In 1885, Jin Yunmei, a young woman from China, received her medical degree from the Women’s Medical College of the New York Infirmary, becoming the first female Chinese on record to have a U.S. education.
It was a time when few Chinese men had the opportunity to study abroad, while the overwhelming majority of women remained uneducated.
China is now the world’s second largest economy. Its students now count for the largest population of international students in America. Plus, there are far more Chinese females on U.S. campuses.
The University of Iowa campus hosts 2,099 Chinese students as of this fall, and 1,070 of them are female, according to the UI International Student and Scholar Services.
Mostly single children bearing high expectations from parents, some young women are trying to escape cultural conventions and social and gender norms, but others accept traditional labels and roles.
On top of a competitive job market, limited upward mobility, and the pressure to take care of parents in later life, the traditional burden of fulfilling the female role still persists in China, and these all can be driving forces to study abroad, according to UI School of Journalism lecturer Lisa Weaver, who has worked in China as a journalist.
Jingjing Li, 20, came from Shanghai in 2011. She studies accounting, because her mother wanted her to, but she doesn’t dislike it.
“My mom has said, ‘I sent you to study abroad because I wanted you to update yourself to a higher level,’ ” Li said.
Her mother, a Hong Kong-based financial analyst, has also said landing a good husband is the ultimate goal of her getting an American education.
“I could imagine if I were still single at 30, my mom would go crazy,” Li said.
Weaver, a Californian, was astonished when she first went to China, at the age of 22, that educated women around her in their mid-20s were either married or hoping to be.
“It is about parents, it’s about society, it’s about a feeling that a women’s life didn’t seem to be complete unless she was married,” she said. “More importantly, it’s about security. If you don’t have children, who’s going to take care of you when you’re older?”

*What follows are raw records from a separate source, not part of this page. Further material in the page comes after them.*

// 该文件是 Kanjian （看见） 项目的一部分。
// src/bitmap/decoder.rs - 位图解码器
//
// 本文件根据 Apache 许可证第 2.0 版（以下简称“许可证”）授权使用；
// 除非遵守该许可证条款，否则您不得使用本文件。
// 您可通过以下网址获取许可证副本：
// http://www.apache.org/licenses/LICENSE-2.0
// 除非适用法律要求或书面同意，根据本许可协议分发的软件均按“原样”提供，
// 不附带任何形式的明示或暗示的保证或条件。
// 有关许可权限与限制的具体条款，请参阅本许可协议。
//
// Copyright (C) 2026 Johann Li <me@qinka.pro>, Wareless Group

use tracing::debug;

use crate::{
  bitmap::{BitmapHeader, Channels, DecodeError, DecodedImage},
  source::ByteRegion,
};

/// 位图解码器
///
/// 默认与原有行为一致，不校验 `"BM"` 签名；
/// 可通过 [`BitmapDecoder::strict_signature`] 打开。
#[derive(Debug, Default, Clone)]
pub struct BitmapDecoder {
  strict_signature: bool,
}

/// 由头部推导出的像素布局，所有偏移都已确认落在区域之内
struct PixelLayout {
  pixel_offset: usize,
  width: usize,
  rows: usize,
  channels: Channels,
  row_size: usize,
  top_down: bool,
}

impl PixelLayout {
  fn new(header: &BitmapHeader, available: usize) -> Result<Self, DecodeError> {
    if header.width <= 0 {
      return Err(DecodeError::InvalidWidth(header.width));
    }
    if header.height == 0 {
      return Err(DecodeError::InvalidHeight(header.height));
    }
    let channels =
      Channels::from_count(header.channel_count()).ok_or(DecodeError::UnsupportedChannels {
        channels: header.channel_count(),
        bits_per_pixel: header.bits_per_pixel,
      })?;

    let width = header.width as u64;
    let rows = header.rows() as u64;
    let pixel_size = channels.count() as u64;

    // 每行按 4 字节对齐
    let row_size = (8 * pixel_size * width).div_ceil(32) * 4;

    // 最后一行不要求带有填充字节
    let required = (header.pixel_offset as u64)
      .saturating_add((rows - 1).saturating_mul(row_size))
      .saturating_add(width * pixel_size);
    if required > available as u64 {
      return Err(DecodeError::PixelDataTruncated {
        expected: required,
        actual: available,
      });
    }

    Ok(PixelLayout {
      pixel_offset: header.pixel_offset as usize,
      width: width as usize,
      rows: rows as usize,
      channels,
      row_size: row_size as usize,
      top_down: header.top_down(),
    })
  }

  fn output_size(&self) -> Result<usize, DecodeError> {
    self
      .width
      .checked_mul(self.rows)
      .and_then(|n| n.checked_mul(self.channels.count()))
      .ok_or(DecodeError::SizeOverflow {
        width: self.width,
        height: self.rows,
        channels: self.channels.count(),
      })
  }

  /// 第 `row` 个输出行对应的源数据切片（不含填充）
  fn source_row<'d>(&self, data: &'d [u8], row: usize) -> &'d [u8] {
    let source_row = if self.top_down {
      row
    } else {
      self.rows - 1 - row
    };
    let start = self.pixel_offset + source_row * self.row_size;
    &data[start..start + self.width * self.channels.count()]
  }
}

impl BitmapDecoder {
  pub fn new() -> Self {
    Self::default()
  }

  pub fn strict_signature(mut self, strict: bool) -> Self {
    self.strict_signature = strict;
    self
  }

  /// 解码字节区域；无效区域直接报错，不会读取其内容
  pub fn decode(&self, region: &ByteRegion<'_>) -> Result<DecodedImage, DecodeError> {
    let data = region.require_valid()?;
    self.decode_bytes(data)
  }

  pub fn decode_bytes(&self, data: &[u8]) -> Result<DecodedImage, DecodeError> {
    let header = BitmapHeader::parse(data)?;
    if self.strict_signature && !BitmapHeader::has_signature(data) {
      return Err(DecodeError::MissingSignature);
    }

    debug!(
      "宽度, 高度, 通道数: {}, {}, {}",
      header.width,
      header.height,
      header.channel_count()
    );

    let layout = PixelLayout::new(&header, data.len())?;
    let size = layout.output_size()?;

    let mut pixels = Vec::new();
    pixels
      .try_reserve_exact(size)
      .map_err(|_| DecodeError::Allocation { size })?;

    for row in 0..layout.rows {
      let source = layout.source_row(data, row);
      match layout.channels {
        Channels::Gray => pixels.extend_from_slice(source),
        // BGR -> RGB
        Channels::Rgb => {
          for bgr in source.chunks_exact(3) {
            pixels.extend_from_slice(&[bgr[2], bgr[1], bgr[0]]);
          }
        }
        // BGRA -> RGBA
        Channels::Rgba => {
          for bgra in source.chunks_exact(4) {
            pixels.extend_from_slice(&[bgra[2], bgra[1], bgra[0], bgra[3]]);
          }
        }
      }
    }

    debug!("解码完成: {} 字节", pixels.len());
    Ok(DecodedImage::new(
      layout.width as u32,
      layout.rows as u32,
      layout.channels,
      pixels.into_boxed_slice(),
    ))
  }
}
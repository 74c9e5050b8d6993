// 该文件是 Kanjian （看见） 项目的一部分。
// src/lib.rs - 库主文件
//
// 本文件根据 Apache 许可证第 2.0 版（以下简称“许可证”）授权使用；
// 除非遵守该许可证条款，否则您不得使用本文件。
// 您可通过以下网址获取许可证副本：
// http://www.apache.org/licenses/LICENSE-2.0
// 除非适用法律要求或书面同意，根据本许可协议分发的软件均按“原样”提供，
// 不附带任何形式的明示或暗示的保证或条件。
// 有关许可权限与限制的具体条款，请参阅本许可协议。
//
// Copyright (C) 2026 Johann Li <me@qinka.pro>, Wareless Group

pub mod bitmap;
pub mod input;
pub mod labels;
pub mod model;
pub mod output;
pub mod ranking;
pub mod source;
pub mod task;

use std::path::PathBuf;

use thiserror::Error;

pub trait FromUrl {
  type Error;
  fn from_url(url: &url::Url) -> Result<Self, Self::Error>
  where
    Self: Sized;
}

pub trait FromUrlWithScheme: FromUrl {
  const SCHEME: &'static str;
}

/// 错误类别，每个模块的错误类型都可以归入其中之一
#[derive(Debug, Clone, Copy, PartialEq, Eq)]
pub enum ErrorKind {
  /// 文件不存在、打开或读取失败、字节数不符
  Io,
  /// 头部过短、通道数不支持、尺寸非法
  Format,
  /// 无法按声明的大小分配缓冲区
  Allocation,
}

#[derive(Error, Debug)]
#[error("URL 路径解码后不是有效的 UTF-8: {path}")]
pub struct UrlPathError {
  pub path: String,
}

/// 取出 URL 中的文件路径，`%20` 等转义序列会被还原
pub fn url_file_path(url: &url::Url) -> Result<PathBuf, UrlPathError> {
  let path = urlencoding::decode(url.path()).map_err(|_| UrlPathError {
    path: url.path().to_string(),
  })?;
  Ok(PathBuf::from(path.into_owned()))
}

#[cfg(test)]
mod tests {
  use super::*;

  #[test]
  fn url_file_path_decodes_escapes() {
    let url = url::Url::parse("bmp:///tmp/kanjian 图像/a b.bmp").unwrap();
    assert_eq!(url.path(), "/tmp/kanjian%20%E5%9B%BE%E5%83%8F/a%20b.bmp");
    assert_eq!(
      url_file_path(&url).unwrap(),
      PathBuf::from("/tmp/kanjian 图像/a b.bmp")
    );
  }

  #[test]
  fn url_file_path_rejects_invalid_utf8() {
    let url = url::Url::parse("bmp:///tmp/%FF.bmp").unwrap();
    let err = url_file_path(&url).unwrap_err();
    assert_eq!(err.path, "/tmp/%FF.bmp");
  }
}
// 该文件是 Kanjian （看见） 项目的一部分。
// src/input/read_bitmap_file.rs - 位图文件输入
//
// 本文件根据 Apache 许可证第 2.0 版（以下简称“许可证”）授权使用；
// 除非遵守该许可证条款，否则您不得使用本文件。
// 您可通过以下网址获取许可证副本：
// http://www.apache.org/licenses/LICENSE-2.0
// 除非适用法律要求或书面同意，根据本许可协议分发的软件均按“原样”提供，
// 不附带任何形式的明示或暗示的保证或条件。
// 有关许可权限与限制的具体条款，请参阅本许可协议。
//
// Copyright (C) 2026 Johann Li <me@qinka.pro>, Wareless Group

use thiserror::Error;
use tracing::{error, info};
use url::Url;

use crate::{
  ErrorKind, FromUrl, FromUrlWithScheme, UrlPathError,
  bitmap::{BitmapDecoder, DecodeError, DecodedImage},
  source::{ByteRegion, SourceError},
};

#[derive(Error, Debug)]
pub enum BitmapFileInputError {
  #[error("URI schema mismatch")]
  SchemaMismatch,
  #[error("Invalid path: {0}")]
  InvalidPath(#[from] UrlPathError),
  #[error("Invalid query parameter {key}={value}")]
  InvalidQuery { key: String, value: String },
  #[error("I/O error: {0}")]
  IoError(#[from] SourceError),
  #[error("Bitmap decoding error: {0}")]
  DecodeError(#[from] DecodeError),
}

impl BitmapFileInputError {
  pub fn kind(&self) -> ErrorKind {
    match self {
      BitmapFileInputError::SchemaMismatch => ErrorKind::Io,
      BitmapFileInputError::InvalidPath(_) | BitmapFileInputError::InvalidQuery { .. } => {
        ErrorKind::Format
      }
      BitmapFileInputError::IoError(e) => e.kind(),
      BitmapFileInputError::DecodeError(e) => e.kind(),
    }
  }
}

/// 从文件读入并解码的单张位图
///
/// `bmp:///path/to/image.bmp`，追加 `?strict` 或 `?strict=true` 时校验 `"BM"` 签名。
pub struct BitmapFileInput {
  image: Option<DecodedImage>,
}

impl FromUrlWithScheme for BitmapFileInput {
  const SCHEME: &'static str = "bmp";
}

impl FromUrl for BitmapFileInput {
  type Error = BitmapFileInputError;

  fn from_url(url: &Url) -> Result<Self, Self::Error> {
    if url.scheme() != Self::SCHEME {
      error!(
        "URI scheme mismatch: expected '{}', found '{}'",
        Self::SCHEME,
        url.scheme()
      );
      return Err(BitmapFileInputError::SchemaMismatch);
    }

    let mut strict = false;
    for (key, value) in url.query_pairs() {
      if key == "strict" {
        strict = match &*value {
          "" | "true" | "1" => true,
          "false" | "0" => false,
          _ => {
            return Err(BitmapFileInputError::InvalidQuery {
              key: key.to_string(),
              value: value.to_string(),
            });
          }
        };
      }
    }
    let decoder = BitmapDecoder::new().strict_signature(strict);

    let path = crate::url_file_path(url)?;
    info!("读取位图文件: {}", path.display());
    let region = ByteRegion::try_open_file(&path)?;
    Self::decode(&region, &decoder)
  }
}

impl BitmapFileInput {
  /// 从任意字节区域解码，例如内嵌在程序中的资源
  pub fn decode(
    region: &ByteRegion<'_>,
    decoder: &BitmapDecoder,
  ) -> Result<Self, BitmapFileInputError> {
    let image = decoder.decode(region)?;
    info!(
      "位图解码完成: {}x{}x{}",
      image.width(),
      image.height(),
      image.channels()
    );
    Ok(BitmapFileInput { image: Some(image) })
  }
}

impl IntoIterator for BitmapFileInput {
  type Item = DecodedImage;
  type IntoIter = BitmapFileInputIter;

  fn into_iter(self) -> Self::IntoIter {
    BitmapFileInputIter { inner: self }
  }
}

pub struct BitmapFileInputIter {
  inner: BitmapFileInput,
}

impl Iterator for BitmapFileInputIter {
  type Item = DecodedImage;

  fn next(&mut self) -> Option<Self::Item> {
    self.inner.image.take()
  }
}
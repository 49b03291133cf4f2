// Copyright (c) 2026 Roman Barinov <rbarinov@gmail.com>
// Licensed under the FSL-1.1-NC.

use relay_core::ws::Outbound;
use relay_core::{Packet, RelayEvent, SocketSnapshot};
use std::collections::HashMap;
use std::sync::Arc;
use tokio::sync::{mpsc, RwLock};
use tracing::{debug, warn};

#[derive(Debug, Clone)]
pub struct UserEntry {
    pub snapshot: SocketSnapshot,
    pub outbound: mpsc::UnboundedSender<Outbound>,
}

#[derive(Debug, Clone)]
pub struct LinkEntry {
    pub sid: String,
    pub outbound: mpsc::UnboundedSender<Outbound>,
    pub authenticated: bool,
}

/// End-user sockets and chat-server links known to the relay.
pub struct RelayRegistry {
    users: Arc<RwLock<HashMap<String, UserEntry>>>,
    links: Arc<RwLock<HashMap<String, LinkEntry>>>,
}

impl Default for RelayRegistry {
    fn default() -> Self {
        Self::new()
    }
}

impl RelayRegistry {
    pub fn new() -> Self {
        Self {
            users: Arc::new(RwLock::new(HashMap::new())),
            links: Arc::new(RwLock::new(HashMap::new())),
        }
    }

    pub async fn add_user(&self, snapshot: SocketSnapshot, outbound: mpsc::UnboundedSender<Outbound>) {
        let mut users = self.users.write().await;
        users.insert(snapshot.id.clone(), UserEntry { snapshot, outbound });
    }

    pub async fn remove_user(&self, id: &str) -> Option<UserEntry> {
        let mut users = self.users.write().await;
        users.remove(id)
    }

    pub async fn user(&self, id: &str) -> Option<SocketSnapshot> {
        let users = self.users.read().await;
        users.get(id).map(|entry| entry.snapshot.clone())
    }

    pub async fn snapshots(&self) -> Vec<SocketSnapshot> {
        let users = self.users.read().await;
        users.values().map(|entry| entry.snapshot.clone()).collect()
    }

    pub async fn user_count(&self) -> usize {
        let users = self.users.read().await;
        users.len()
    }

    pub async fn send_to_user(&self, id: &str, packet: Packet) -> bool {
        let users = self.users.read().await;
        match users.get(id) {
            Some(entry) => entry.outbound.send(Outbound::Packet(packet)).is_ok(),
            None => {
                debug!("Dropping packet for unknown user {}", id);
                false
            }
        }
    }

    /// Adds `room` to the user's rooms. Returns the updated snapshot, or
    /// `None` for an unknown user. Joining twice keeps one entry.
    pub async fn join(&self, id: &str, room: &str) -> Option<SocketSnapshot> {
        let mut users = self.users.write().await;
        let entry = users.get_mut(id)?;
        if !entry.snapshot.rooms.iter().any(|r| r == room) {
            entry.snapshot.rooms.push(room.to_string());
        }
        Some(entry.snapshot.clone())
    }

    /// Returns the updated snapshot, or `None` when the user is unknown or
    /// was not in `room`.
    pub async fn leave(&self, id: &str, room: &str) -> Option<SocketSnapshot> {
        let mut users = self.users.write().await;
        let entry = users.get_mut(id)?;
        let before = entry.snapshot.rooms.len();
        entry.snapshot.rooms.retain(|r| r != room);
        if entry.snapshot.rooms.len() == before {
            return None;
        }
        Some(entry.snapshot.clone())
    }

    /// Sends `packet` to every member of `room` except `except`.
    pub async fn broadcast(&self, room: &str, packet: &Packet, except: Option<&str>) -> usize {
        let users = self.users.read().await;
        let mut delivered = 0;
        for entry in users.values() {
            if except == Some(entry.snapshot.id.as_str()) {
                continue;
            }
            if !entry.snapshot.rooms.iter().any(|r| r == room) {
                continue;
            }
            if entry.outbound.send(Outbound::Packet(packet.clone())).is_ok() {
                delivered += 1;
            }
        }
        delivered
    }

    pub async fn add_link(&self, sid: String, outbound: mpsc::UnboundedSender<Outbound>) {
        let mut links = self.links.write().await;
        links.insert(
            sid.clone(),
            LinkEntry {
                sid,
                outbound,
                authenticated: false,
            },
        );
    }

    pub async fn authenticate_link(&self, sid: &str) -> bool {
        let mut links = self.links.write().await;
        match links.get_mut(sid) {
            Some(link) => {
                link.authenticated = true;
                true
            }
            None => false,
        }
    }

    pub async fn is_authenticated(&self, sid: &str) -> bool {
        let links = self.links.read().await;
        links.get(sid).is_some_and(|link| link.authenticated)
    }

    pub async fn remove_link(&self, sid: &str) {
        let mut links = self.links.write().await;
        links.remove(sid);
    }

    pub async fn link_count(&self) -> usize {
        let links = self.links.read().await;
        links.values().filter(|link| link.authenticated).count()
    }

    /// Asks every user and link socket to close.
    pub async fn close_all(&self) {
        {
            let users = self.users.read().await;
            for entry in users.values() {
                let _ = entry.outbound.send(Outbound::Close);
            }
        }
        let links = self.links.read().await;
        for link in links.values() {
            let _ = link.outbound.send(Outbound::Close);
        }
    }

    /// Pushes `event` to every authenticated link.
    pub async fn push_to_links(&self, event: RelayEvent) -> usize {
        let name = event.name();
        let packet = match event.into_packet(None) {
            Ok(packet) => packet,
            Err(e) => {
                warn!("Failed to encode {}: {}", name, e);
                return 0;
            }
        };

        let links = self.links.read().await;
        let mut delivered = 0;
        for link in links.values().filter(|link| link.authenticated) {
            if link.outbound.send(Outbound::Packet(packet.clone())).is_ok() {
                delivered += 1;
            }
        }
        debug!("Pushed {} to {} links", name, delivered);
        delivered
    }
}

Qiuting Zhou, 22, with whom I took rhetoric class last year, came to the United States to for a sense of cultural freedom — to break through the environment where she thought everyone was assimilated by a dominant ideology.
She said her teachers since junior high had never favored her because they thought she had too many ideas and was too complicated for her age.
“I wanted to be independent and to have my own ideas,” Zhou said.
But her male friends didn’t like that type of women.
“They would think those girls too sophisticated to be controlled,” she said.
Meimei Han, a pseudonym because of her request for anonymity, said coming from a traditional family and a relatively conservative small town, she has suffered enough from traditional dogmas. Her American education has helped her reassess the world and view social norms for what they are.
“The traditional values imposed on women are biased, constraining women in lots of ways,” she said.
Han feels the new mores of developing China: a comfortable life, get married, and have a child at a young age, and not try to achieve is a little ridiculous.
“If [my mom and relatives] continue forcing me to rush into marriage,” she said, “I’m going to be a nun.”
Graduating with a B.S. in mathematics this past May, Han spoke to me in late October while she was packing for returning to her small hometown. She has since returned to China.
Han had planned to pursue a Ph.D. against her parents’ wishes.
“They thought it’d be hard to secure a good job with a degree in math, thus, my life would be tougher,” she said. “They were more afraid I’d become a nerd and not likely to be find a boyfriend.”
To compromise, she will apply to a master’s program and come back to America and wait and see if she will continue.